Exercise requirements
Retype the records below from their first line through the line containing "pub struct Config", and include nothing else.

====

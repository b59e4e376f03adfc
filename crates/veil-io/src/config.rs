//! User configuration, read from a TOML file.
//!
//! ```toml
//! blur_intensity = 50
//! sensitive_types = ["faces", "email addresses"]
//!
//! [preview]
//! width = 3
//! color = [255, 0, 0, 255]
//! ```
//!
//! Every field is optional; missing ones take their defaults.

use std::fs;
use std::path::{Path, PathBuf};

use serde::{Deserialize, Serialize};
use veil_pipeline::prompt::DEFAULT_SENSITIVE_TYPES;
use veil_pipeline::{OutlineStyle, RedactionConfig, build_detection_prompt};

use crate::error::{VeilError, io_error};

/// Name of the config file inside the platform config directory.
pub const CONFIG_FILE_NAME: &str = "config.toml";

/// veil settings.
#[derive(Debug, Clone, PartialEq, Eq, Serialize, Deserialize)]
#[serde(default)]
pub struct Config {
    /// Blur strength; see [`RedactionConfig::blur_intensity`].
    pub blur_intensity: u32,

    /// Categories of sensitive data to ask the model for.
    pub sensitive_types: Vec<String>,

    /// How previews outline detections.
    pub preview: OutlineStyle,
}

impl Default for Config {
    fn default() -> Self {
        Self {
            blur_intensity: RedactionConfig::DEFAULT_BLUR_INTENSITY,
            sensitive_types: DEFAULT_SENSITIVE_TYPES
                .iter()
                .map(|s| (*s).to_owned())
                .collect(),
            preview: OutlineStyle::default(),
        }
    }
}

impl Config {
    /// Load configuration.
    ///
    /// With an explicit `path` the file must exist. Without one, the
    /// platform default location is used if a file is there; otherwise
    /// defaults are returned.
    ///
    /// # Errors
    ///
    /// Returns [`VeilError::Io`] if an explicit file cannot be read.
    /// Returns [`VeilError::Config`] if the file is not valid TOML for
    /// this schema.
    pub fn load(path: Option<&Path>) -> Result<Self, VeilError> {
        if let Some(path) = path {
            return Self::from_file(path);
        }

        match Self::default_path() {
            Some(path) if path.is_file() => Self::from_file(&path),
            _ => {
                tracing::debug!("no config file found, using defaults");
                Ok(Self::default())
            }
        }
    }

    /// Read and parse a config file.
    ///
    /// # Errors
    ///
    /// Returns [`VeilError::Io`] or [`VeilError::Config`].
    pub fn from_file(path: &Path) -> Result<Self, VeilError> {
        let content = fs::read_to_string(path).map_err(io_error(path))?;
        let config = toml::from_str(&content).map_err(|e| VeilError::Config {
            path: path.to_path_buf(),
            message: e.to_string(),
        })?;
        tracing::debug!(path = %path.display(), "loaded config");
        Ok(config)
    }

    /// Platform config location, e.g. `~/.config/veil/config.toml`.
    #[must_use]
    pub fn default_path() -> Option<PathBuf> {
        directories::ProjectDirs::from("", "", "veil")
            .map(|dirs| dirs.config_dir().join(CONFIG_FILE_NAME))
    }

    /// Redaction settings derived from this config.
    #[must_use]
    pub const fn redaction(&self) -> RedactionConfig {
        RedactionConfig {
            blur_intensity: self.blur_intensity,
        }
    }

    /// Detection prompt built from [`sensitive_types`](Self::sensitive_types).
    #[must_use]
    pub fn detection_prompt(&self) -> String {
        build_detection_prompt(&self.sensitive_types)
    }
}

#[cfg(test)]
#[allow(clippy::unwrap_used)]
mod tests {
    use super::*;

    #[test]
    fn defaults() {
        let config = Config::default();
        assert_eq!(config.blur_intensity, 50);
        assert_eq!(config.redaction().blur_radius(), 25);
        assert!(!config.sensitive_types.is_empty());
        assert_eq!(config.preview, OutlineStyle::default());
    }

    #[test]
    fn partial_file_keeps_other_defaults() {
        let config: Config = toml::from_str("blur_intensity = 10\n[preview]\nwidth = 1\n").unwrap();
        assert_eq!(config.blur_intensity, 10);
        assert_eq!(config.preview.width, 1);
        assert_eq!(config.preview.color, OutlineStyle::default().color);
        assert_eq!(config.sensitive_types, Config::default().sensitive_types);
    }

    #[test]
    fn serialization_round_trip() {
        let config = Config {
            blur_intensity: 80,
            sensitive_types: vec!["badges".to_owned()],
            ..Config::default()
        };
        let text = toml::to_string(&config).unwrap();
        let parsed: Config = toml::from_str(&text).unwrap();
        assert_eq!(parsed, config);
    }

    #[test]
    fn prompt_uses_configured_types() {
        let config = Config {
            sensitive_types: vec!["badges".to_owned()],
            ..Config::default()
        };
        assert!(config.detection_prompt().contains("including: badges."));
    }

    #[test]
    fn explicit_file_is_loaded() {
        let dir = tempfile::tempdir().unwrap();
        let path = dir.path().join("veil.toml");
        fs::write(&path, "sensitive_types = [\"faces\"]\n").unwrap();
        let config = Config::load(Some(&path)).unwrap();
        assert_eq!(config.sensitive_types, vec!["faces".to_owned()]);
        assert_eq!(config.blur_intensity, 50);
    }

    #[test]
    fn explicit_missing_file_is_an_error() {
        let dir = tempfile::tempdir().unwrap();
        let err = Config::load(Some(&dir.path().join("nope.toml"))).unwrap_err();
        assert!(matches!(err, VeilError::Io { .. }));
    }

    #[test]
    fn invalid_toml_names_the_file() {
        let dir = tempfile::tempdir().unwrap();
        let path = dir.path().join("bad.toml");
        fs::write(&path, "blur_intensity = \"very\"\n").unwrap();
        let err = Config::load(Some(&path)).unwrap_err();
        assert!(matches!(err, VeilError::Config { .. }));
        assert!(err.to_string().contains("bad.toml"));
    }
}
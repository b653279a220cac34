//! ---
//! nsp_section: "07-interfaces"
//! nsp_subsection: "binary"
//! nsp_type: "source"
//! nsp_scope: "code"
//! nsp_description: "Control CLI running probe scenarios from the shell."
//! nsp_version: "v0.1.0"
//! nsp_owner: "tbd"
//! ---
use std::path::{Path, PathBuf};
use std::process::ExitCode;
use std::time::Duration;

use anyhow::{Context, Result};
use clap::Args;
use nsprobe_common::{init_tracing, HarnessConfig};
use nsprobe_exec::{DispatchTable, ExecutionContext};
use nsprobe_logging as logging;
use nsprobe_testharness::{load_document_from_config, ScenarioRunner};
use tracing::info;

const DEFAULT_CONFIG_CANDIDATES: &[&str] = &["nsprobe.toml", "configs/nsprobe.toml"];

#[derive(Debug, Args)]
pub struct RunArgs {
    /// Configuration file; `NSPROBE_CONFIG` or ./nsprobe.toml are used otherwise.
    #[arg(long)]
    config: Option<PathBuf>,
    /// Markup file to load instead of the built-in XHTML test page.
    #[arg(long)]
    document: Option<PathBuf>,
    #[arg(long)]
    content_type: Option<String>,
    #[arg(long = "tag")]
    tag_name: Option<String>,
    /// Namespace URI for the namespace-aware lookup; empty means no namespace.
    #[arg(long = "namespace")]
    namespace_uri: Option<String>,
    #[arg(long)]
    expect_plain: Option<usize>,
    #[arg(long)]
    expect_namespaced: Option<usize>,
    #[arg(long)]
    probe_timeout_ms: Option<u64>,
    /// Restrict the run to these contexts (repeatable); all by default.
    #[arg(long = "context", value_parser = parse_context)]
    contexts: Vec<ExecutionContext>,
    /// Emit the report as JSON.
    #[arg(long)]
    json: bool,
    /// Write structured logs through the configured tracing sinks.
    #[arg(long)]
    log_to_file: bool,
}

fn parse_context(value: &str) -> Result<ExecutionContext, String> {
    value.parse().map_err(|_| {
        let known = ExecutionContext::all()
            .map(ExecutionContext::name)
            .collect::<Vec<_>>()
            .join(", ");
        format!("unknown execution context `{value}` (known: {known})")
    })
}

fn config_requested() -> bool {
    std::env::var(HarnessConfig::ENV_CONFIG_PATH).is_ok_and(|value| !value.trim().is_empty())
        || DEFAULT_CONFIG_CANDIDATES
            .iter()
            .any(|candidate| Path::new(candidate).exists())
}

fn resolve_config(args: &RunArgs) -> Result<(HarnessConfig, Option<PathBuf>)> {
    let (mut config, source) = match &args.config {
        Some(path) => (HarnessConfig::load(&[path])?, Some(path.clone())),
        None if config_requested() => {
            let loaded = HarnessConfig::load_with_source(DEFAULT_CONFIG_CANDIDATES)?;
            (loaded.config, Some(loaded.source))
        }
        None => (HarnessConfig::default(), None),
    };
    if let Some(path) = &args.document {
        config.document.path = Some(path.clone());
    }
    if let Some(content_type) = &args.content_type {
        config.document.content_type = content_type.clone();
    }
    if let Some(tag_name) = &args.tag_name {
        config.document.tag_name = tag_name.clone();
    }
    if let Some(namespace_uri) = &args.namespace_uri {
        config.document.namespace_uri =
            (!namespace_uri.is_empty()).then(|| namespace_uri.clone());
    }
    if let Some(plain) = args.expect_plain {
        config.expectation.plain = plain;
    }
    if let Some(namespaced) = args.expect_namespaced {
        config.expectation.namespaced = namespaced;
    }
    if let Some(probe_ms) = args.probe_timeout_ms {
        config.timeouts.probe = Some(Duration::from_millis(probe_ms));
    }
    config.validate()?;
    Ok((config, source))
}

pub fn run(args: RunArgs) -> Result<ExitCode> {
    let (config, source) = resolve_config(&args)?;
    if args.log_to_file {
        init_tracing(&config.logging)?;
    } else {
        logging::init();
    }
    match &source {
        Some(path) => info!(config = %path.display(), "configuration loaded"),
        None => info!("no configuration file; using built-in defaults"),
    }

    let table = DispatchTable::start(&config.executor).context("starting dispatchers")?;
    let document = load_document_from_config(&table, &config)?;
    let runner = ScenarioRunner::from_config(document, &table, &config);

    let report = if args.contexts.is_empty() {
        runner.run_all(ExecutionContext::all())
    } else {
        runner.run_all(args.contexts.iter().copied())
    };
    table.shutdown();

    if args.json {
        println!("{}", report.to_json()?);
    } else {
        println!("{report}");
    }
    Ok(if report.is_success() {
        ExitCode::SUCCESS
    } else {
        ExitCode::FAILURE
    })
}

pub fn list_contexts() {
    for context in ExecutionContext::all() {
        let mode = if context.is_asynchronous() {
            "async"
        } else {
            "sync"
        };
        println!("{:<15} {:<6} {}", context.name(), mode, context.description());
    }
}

====

Response for this exercise
repository b59e4e376f03adfc
filename crates/veil-io/src/config.rs
//! User configuration, read from a TOML file.
//!
//! ```toml
//! blur_intensity = 50
//! sensitive_types = ["faces", "email addresses"]
//!
//! [preview]
//! width = 3
//! color = [255, 0, 0, 255]
//! ```
//!
//! Every field is optional; missing ones take their defaults.

use std::fs;
use std::path::{Path, PathBuf};

use serde::{Deserialize, Serialize};
use veil_pipeline::prompt::DEFAULT_SENSITIVE_TYPES;
use veil_pipeline::{OutlineStyle, RedactionConfig, build_detection_prompt};

use crate::error::{VeilError, io_error};

/// Name of the config file inside the platform config directory.
pub const CONFIG_FILE_NAME: &str = "config.toml";

/// veil settings.
#[derive(Debug, Clone, PartialEq, Eq, Serialize, Deserialize)]
#[serde(default)]
pub struct Config {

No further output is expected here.